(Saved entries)
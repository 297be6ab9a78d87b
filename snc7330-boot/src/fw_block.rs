//! Firmware info block.
//!
//! A 4 KiB block referenced from [`LoaderConfig::fw_info`](crate::load_table::LoaderConfig).
//! It names the firmware version, where its base image lives and up to eight regions the
//! software loader copies and CRC-checks.

use crate::load_table::codec::{Reader, Writer};
use crate::load_table::{Checksum, DecodeError};

/// Block size.
pub const BLOCK_SIZE: usize = 0x1000;

/// Offset of the first CRC region.
const REGIONS_OFFSET: usize = 0x20;

const REGION_SIZE: usize = 0x10;

/// A region copied by the loader and covered by its own CRC.
#[derive(Debug, Clone, Copy, PartialEq, Eq)]
#[cfg_attr(feature = "defmt", derive(defmt::Format))]
pub struct CrcRegion {
    pub destination: u32,
    pub source: u32,
    pub size: u32,
    pub crc: Checksum,
}

impl CrcRegion {
    pub const EMPTY: Self = Self {
        destination: 0,
        source: 0,
        size: 0,
        crc: Checksum::Value(0),
    };
}

#[derive(Debug, Clone, Copy, PartialEq, Eq)]
#[cfg_attr(feature = "defmt", derive(defmt::Format))]
pub struct FirmwareInfoBlock {
    pub mark: [u8; 8],
    pub version: [u8; 8],
    /// Base address of the user PRAM image.
    pub base_fw: u32,
    pub status_update: u32,
    /// Verify `crc` and the region CRCs when set.
    pub check_crc: bool,
    pub crc: Checksum,
    pub regions: [CrcRegion; FirmwareInfoBlock::MAX_REGIONS],
}

impl FirmwareInfoBlock {
    pub const MAX_REGIONS: usize = 8;

    /// Block loading the image at `base_fw`, no CRC check.
    pub const fn new(base_fw: u32) -> Self {
        Self {
            mark: [0; 8],
            version: [0; 8],
            base_fw,
            status_update: 0,
            check_crc: false,
            crc: Checksum::Pending,
            regions: [CrcRegion::EMPTY; Self::MAX_REGIONS],
        }
    }

    /// Offset of region `index`'s checksum inside the block.
    pub const fn region_crc_offset(index: usize) -> usize {
        REGIONS_OFFSET + index * REGION_SIZE + 0x0C
    }

    pub const fn encode(&self) -> [u8; BLOCK_SIZE] {
        let mut w = Writer::<BLOCK_SIZE>::new();
        w.bytes(0x00, &self.mark);
        w.bytes(0x08, &self.version);
        w.u32(0x10, self.base_fw);
        w.u32(0x14, self.status_update);
        w.u32(0x18, self.check_crc as u32);
        w.u32(0x1C, self.crc.raw());

        let mut i = 0;
        while i < Self::MAX_REGIONS {
            let r = &self.regions[i];
            let at = REGIONS_OFFSET + i * REGION_SIZE;
            w.u32(at, r.destination);
            w.u32(at + 0x4, r.source);
            w.u32(at + 0x8, r.size);
            w.u32(at + 0xC, r.crc.raw());
            i += 1;
        }
        w.finish()
    }

    pub fn decode(bytes: &[u8]) -> Result<Self, DecodeError> {
        if bytes.len() != BLOCK_SIZE {
            return Err(DecodeError::Length { len: bytes.len() });
        }
        let r = Reader::new(bytes);

        Ok(Self {
            mark: r.array(0x00),
            version: r.array(0x08),
            base_fw: r.u32(0x10),
            status_update: r.u32(0x14),
            check_crc: r.u32(0x18) != 0,
            crc: Checksum::from_raw(r.u32(0x1C)),
            regions: core::array::from_fn(|i| {
                let at = REGIONS_OFFSET + i * REGION_SIZE;
                CrcRegion {
                    destination: r.u32(at),
                    source: r.u32(at + 0x4),
                    size: r.u32(at + 0x8),
                    crc: Checksum::from_raw(r.u32(at + 0xC)),
                }
            }),
        })
    }
}

#[cfg(test)]
mod tests {
    use super::*;

    #[test]
    fn layout() {
        let mut block = FirmwareInfoBlock::new(0x6001_0000);
        block.mark = *b"SNXFWINF";
        block.version = *b"1.0.3\0\0\0";
        block.check_crc = true;
        block.regions[1] = CrcRegion {
            destination: 0x1800_0000,
            source: 0x6003_0000,
            size: 0x2000,
            crc: Checksum::Pending,
        };
        let image = block.encode();

        assert_eq!(&image[..8], b"SNXFWINF");
        assert_eq!(&image[8..13], b"1.0.3");
        assert_eq!(image[0x10..0x14], 0x6001_0000u32.to_le_bytes());
        assert_eq!(image[0x18..0x1C], 1u32.to_le_bytes());
        assert_eq!(image[0x1C..0x20], [0xFF; 4]);
        assert!(image[0x20..0x30].iter().all(|&b| b == 0));
        assert_eq!(image[0x30..0x34], 0x1800_0000u32.to_le_bytes());
        assert_eq!(image[0x38..0x3C], 0x2000u32.to_le_bytes());
        let crc = FirmwareInfoBlock::region_crc_offset(1);
        assert_eq!(crc, 0x3C);
        assert_eq!(image[crc..crc + 4], [0xFF; 4]);
        assert!(image[0xA0..].iter().all(|&b| b == 0));

        assert_eq!(FirmwareInfoBlock::decode(&image), Ok(block));
    }

    #[test]
    fn decode_rejects_short_block() {
        assert_eq!(
            FirmwareInfoBlock::decode(&[0; 16]),
            Err(DecodeError::Length { len: 16 })
        );
    }
}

Activity: Scan the lines above for the word "Writer" and copy every one where it occurs.

Output of the exercise:
use crate::load_table::codec::{Reader, Writer};
        let mut w = Writer::<BLOCK_SIZE>::new();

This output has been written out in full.